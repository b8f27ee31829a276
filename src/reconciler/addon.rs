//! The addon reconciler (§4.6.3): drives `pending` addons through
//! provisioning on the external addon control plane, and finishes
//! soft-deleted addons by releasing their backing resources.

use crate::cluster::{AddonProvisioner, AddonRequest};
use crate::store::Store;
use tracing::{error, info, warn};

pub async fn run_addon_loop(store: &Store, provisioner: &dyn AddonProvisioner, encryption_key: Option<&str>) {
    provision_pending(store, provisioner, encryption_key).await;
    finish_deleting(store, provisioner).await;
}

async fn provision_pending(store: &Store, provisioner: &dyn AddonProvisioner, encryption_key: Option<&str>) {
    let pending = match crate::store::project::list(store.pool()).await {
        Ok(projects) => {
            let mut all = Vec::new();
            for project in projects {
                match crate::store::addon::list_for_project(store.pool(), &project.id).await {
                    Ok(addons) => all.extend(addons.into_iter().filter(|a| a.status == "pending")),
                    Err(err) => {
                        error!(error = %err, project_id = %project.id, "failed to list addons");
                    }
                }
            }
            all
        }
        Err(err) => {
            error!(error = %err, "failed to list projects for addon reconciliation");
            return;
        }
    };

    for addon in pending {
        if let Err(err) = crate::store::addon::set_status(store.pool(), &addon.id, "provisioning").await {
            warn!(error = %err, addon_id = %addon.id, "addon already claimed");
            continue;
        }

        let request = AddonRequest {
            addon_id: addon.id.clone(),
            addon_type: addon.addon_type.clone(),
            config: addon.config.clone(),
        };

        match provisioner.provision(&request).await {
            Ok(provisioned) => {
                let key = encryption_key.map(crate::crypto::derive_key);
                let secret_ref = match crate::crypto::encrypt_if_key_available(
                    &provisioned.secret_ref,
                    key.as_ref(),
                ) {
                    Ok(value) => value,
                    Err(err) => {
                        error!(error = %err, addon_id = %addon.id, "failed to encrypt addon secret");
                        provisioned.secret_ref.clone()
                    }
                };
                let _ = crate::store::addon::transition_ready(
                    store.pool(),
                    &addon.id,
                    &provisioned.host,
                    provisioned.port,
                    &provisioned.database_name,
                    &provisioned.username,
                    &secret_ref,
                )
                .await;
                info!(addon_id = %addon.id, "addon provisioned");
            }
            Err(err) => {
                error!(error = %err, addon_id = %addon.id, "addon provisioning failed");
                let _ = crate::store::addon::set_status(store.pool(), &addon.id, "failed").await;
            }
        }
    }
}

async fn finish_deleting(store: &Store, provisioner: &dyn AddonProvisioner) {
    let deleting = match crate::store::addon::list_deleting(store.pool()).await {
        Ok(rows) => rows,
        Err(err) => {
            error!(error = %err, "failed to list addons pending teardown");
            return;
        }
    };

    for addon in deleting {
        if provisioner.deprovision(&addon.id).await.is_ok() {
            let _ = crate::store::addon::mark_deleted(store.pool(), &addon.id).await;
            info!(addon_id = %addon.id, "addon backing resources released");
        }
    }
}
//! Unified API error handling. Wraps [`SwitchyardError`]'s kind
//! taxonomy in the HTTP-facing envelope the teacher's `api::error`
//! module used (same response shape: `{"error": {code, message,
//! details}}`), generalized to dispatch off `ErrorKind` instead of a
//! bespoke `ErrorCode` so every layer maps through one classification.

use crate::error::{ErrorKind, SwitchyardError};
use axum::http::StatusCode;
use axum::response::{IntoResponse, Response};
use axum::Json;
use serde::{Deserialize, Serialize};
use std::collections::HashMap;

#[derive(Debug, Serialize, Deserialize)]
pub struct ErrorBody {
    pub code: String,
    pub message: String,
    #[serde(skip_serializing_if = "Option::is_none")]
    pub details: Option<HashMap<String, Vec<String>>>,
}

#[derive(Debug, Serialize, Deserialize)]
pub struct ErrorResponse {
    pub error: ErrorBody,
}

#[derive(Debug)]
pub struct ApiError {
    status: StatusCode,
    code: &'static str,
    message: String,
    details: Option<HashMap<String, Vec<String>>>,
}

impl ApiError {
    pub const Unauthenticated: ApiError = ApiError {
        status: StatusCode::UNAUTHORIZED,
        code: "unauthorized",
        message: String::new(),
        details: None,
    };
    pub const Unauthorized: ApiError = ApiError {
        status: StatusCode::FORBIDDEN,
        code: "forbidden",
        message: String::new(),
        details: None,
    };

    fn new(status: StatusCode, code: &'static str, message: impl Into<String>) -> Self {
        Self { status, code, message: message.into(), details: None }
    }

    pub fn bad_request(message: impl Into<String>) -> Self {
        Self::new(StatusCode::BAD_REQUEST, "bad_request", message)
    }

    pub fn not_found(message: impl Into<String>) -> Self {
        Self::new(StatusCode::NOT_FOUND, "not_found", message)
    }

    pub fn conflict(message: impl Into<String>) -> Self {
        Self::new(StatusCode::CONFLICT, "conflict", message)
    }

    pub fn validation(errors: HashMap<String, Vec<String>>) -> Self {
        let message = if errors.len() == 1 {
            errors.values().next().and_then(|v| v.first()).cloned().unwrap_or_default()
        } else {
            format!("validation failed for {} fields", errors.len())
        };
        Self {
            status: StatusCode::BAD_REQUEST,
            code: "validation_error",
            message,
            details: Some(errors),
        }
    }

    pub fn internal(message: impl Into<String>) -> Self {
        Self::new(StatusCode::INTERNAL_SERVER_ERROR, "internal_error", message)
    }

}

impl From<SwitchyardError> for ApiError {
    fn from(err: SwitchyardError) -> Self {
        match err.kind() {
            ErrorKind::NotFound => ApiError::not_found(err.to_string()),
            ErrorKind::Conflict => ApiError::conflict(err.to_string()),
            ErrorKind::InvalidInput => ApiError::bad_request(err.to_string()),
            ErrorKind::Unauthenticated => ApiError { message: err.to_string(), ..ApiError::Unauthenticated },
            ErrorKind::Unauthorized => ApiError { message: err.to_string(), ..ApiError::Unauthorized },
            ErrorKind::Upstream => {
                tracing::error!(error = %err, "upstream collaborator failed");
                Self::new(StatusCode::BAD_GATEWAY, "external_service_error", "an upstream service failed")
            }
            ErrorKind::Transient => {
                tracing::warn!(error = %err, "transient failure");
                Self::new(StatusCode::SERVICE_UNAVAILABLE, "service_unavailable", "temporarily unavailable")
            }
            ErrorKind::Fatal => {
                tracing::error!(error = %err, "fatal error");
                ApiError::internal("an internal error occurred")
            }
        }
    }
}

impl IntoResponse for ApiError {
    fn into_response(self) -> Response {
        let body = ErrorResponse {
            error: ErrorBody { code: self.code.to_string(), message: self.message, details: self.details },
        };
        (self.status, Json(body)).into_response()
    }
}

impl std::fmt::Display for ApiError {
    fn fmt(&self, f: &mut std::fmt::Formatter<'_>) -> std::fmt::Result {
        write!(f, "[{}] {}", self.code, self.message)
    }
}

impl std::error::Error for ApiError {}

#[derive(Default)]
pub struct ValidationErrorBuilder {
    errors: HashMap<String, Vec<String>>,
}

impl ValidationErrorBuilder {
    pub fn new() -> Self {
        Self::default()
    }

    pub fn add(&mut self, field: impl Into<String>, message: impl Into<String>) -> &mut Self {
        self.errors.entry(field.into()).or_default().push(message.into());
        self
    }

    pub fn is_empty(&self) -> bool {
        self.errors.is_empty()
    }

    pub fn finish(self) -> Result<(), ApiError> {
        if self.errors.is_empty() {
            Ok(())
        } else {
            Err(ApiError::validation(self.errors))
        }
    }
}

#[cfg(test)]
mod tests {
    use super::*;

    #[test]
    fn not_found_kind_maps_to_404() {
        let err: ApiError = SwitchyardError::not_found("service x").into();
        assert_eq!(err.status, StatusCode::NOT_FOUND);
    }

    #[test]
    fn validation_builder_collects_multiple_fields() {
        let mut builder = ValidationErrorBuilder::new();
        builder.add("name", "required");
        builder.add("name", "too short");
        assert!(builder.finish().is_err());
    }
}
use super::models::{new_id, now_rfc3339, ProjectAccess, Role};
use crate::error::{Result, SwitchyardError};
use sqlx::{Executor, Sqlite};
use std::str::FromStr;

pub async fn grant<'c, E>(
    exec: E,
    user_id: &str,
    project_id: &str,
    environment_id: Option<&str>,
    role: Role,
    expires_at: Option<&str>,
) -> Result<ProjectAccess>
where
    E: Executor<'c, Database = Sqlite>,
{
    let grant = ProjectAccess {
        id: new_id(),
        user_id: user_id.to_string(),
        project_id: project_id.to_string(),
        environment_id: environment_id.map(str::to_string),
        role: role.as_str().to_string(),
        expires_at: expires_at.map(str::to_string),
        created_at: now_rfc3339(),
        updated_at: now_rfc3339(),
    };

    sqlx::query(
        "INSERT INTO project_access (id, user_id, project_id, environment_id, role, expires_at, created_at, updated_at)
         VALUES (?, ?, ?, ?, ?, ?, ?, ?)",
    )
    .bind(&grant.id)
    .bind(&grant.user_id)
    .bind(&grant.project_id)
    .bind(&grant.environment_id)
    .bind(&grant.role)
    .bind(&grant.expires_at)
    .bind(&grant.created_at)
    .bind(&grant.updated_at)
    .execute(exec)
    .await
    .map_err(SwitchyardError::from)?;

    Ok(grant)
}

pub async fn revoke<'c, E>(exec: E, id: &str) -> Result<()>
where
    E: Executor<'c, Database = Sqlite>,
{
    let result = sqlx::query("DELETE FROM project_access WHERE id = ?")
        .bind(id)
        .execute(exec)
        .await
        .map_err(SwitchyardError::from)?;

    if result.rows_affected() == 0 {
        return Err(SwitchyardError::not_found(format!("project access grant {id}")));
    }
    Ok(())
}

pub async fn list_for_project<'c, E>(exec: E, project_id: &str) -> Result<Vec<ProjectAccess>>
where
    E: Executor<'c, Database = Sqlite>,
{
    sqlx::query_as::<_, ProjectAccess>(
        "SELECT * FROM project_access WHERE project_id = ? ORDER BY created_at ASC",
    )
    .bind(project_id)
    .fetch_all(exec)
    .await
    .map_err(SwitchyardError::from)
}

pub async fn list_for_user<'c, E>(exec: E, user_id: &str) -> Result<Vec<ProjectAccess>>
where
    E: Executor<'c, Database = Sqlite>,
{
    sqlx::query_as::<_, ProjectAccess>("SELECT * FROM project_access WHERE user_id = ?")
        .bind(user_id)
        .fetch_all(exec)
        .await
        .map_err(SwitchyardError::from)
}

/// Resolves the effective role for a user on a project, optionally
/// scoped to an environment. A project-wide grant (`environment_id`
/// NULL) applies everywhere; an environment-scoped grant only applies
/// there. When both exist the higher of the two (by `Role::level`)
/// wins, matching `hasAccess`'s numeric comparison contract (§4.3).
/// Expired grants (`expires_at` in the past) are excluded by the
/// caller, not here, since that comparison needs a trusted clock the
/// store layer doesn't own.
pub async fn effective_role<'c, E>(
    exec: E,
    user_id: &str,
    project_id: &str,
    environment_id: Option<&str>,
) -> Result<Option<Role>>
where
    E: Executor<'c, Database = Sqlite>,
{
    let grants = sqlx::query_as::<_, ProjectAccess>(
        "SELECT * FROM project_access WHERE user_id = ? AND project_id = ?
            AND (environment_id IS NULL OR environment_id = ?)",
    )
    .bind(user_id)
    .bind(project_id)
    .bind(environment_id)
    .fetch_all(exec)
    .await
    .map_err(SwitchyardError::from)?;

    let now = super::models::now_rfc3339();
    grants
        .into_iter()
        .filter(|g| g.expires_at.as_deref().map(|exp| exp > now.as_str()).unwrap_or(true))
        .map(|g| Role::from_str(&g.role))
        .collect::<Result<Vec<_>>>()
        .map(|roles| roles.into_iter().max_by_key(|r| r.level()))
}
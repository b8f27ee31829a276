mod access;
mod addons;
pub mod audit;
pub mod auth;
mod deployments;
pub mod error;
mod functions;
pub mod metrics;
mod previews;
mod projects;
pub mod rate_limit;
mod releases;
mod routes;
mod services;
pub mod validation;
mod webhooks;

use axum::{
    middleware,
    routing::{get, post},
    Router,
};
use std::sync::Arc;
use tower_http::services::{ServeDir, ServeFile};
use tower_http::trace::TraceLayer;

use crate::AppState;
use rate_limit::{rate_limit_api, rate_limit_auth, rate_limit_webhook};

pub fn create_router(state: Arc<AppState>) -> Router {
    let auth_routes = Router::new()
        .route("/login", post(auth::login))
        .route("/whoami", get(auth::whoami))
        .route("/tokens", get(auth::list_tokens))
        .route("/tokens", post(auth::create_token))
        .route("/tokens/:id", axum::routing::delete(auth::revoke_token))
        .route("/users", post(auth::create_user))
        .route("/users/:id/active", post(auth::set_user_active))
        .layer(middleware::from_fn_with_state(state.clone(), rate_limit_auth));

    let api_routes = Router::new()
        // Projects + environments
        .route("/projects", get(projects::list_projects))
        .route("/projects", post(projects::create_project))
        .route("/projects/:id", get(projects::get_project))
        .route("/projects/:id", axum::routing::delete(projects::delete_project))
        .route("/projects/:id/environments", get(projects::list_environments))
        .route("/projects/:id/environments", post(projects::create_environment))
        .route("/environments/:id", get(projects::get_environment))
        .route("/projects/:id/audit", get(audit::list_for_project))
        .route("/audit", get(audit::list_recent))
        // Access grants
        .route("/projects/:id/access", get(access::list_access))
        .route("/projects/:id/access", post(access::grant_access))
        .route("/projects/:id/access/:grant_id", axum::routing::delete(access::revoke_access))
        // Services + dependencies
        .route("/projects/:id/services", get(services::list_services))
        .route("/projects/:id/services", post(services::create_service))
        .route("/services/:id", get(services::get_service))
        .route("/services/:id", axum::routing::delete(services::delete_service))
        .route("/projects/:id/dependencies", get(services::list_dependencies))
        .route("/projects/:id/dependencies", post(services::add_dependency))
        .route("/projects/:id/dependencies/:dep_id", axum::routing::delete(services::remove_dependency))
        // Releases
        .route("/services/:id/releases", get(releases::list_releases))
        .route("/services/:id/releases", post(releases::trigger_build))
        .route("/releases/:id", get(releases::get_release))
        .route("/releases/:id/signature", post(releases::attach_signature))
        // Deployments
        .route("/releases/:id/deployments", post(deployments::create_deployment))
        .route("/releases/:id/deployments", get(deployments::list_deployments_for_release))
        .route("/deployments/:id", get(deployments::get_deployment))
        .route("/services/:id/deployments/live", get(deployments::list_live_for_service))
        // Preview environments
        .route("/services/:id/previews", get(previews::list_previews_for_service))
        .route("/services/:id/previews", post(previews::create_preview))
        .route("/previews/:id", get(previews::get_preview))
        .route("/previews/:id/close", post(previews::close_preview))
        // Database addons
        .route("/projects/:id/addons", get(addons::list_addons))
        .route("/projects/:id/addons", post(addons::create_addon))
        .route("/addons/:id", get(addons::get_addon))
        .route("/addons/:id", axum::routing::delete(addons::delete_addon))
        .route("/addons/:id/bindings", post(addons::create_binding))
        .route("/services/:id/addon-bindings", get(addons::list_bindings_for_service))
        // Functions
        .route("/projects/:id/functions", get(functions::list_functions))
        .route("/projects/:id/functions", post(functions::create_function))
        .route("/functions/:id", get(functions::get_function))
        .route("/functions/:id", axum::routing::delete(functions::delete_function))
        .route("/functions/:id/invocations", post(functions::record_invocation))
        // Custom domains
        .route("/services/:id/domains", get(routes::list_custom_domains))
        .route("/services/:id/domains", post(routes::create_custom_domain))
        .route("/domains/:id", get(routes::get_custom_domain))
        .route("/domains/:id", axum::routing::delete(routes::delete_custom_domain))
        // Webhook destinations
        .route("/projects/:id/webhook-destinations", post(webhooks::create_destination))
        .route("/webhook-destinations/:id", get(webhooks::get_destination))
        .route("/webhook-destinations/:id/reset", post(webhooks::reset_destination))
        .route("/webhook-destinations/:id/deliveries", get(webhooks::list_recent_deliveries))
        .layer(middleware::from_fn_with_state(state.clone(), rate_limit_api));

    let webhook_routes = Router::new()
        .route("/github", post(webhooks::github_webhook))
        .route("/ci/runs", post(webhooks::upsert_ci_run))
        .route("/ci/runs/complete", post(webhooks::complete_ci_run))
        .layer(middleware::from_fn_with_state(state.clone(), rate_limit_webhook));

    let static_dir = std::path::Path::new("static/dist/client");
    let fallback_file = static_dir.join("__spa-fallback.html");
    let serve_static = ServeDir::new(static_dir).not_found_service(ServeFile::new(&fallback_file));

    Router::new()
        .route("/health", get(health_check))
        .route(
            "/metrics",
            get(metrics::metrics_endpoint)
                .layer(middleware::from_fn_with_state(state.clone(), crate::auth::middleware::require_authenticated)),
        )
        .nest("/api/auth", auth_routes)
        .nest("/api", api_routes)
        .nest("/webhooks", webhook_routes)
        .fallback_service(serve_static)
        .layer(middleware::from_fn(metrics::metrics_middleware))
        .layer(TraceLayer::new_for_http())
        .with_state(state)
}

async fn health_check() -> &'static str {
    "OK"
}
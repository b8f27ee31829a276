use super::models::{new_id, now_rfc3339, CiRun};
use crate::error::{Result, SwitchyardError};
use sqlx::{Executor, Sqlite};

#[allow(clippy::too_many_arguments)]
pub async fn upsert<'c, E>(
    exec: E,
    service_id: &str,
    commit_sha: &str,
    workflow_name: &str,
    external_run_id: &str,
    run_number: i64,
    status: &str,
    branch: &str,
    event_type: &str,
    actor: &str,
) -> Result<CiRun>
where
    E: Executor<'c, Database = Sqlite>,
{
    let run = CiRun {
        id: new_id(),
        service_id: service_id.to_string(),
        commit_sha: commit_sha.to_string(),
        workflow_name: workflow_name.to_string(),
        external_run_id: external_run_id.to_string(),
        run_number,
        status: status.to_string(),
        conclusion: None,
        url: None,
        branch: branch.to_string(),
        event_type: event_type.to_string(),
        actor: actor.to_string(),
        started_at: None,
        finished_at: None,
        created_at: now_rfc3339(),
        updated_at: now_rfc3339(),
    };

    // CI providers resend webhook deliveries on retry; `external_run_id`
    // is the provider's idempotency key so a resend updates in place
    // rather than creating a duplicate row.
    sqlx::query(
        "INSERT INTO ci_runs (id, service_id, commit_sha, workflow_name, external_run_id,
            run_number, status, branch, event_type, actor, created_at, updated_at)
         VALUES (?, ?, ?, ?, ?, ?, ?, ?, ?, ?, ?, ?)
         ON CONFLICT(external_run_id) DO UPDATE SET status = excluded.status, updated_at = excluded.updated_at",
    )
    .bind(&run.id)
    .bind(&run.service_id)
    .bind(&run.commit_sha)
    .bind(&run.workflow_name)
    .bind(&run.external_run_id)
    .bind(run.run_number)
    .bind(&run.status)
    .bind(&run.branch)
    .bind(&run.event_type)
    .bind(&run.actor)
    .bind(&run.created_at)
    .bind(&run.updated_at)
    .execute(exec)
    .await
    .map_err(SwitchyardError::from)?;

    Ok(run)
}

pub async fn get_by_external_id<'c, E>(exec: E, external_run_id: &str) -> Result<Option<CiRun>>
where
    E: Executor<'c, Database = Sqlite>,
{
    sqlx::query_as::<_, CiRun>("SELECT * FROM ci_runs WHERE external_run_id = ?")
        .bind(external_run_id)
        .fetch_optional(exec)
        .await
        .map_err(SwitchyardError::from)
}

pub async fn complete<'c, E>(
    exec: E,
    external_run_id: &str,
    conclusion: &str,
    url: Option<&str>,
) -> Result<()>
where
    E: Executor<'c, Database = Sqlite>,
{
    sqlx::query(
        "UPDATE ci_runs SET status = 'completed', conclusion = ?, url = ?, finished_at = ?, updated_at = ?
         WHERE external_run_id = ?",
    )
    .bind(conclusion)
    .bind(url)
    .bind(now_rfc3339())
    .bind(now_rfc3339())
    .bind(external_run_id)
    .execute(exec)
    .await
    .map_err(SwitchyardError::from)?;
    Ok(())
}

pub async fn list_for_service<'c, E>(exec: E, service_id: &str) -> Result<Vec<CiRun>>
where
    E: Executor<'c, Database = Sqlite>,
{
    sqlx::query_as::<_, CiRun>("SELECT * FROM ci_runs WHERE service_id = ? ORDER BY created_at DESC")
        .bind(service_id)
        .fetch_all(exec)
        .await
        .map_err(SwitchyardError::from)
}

○ ○ ○ ○ ○ ○ ○

# What you are asked to do:
Within the listing above, work out how many lines hold "nest", and answer with that number only.

# Exercise answer:
3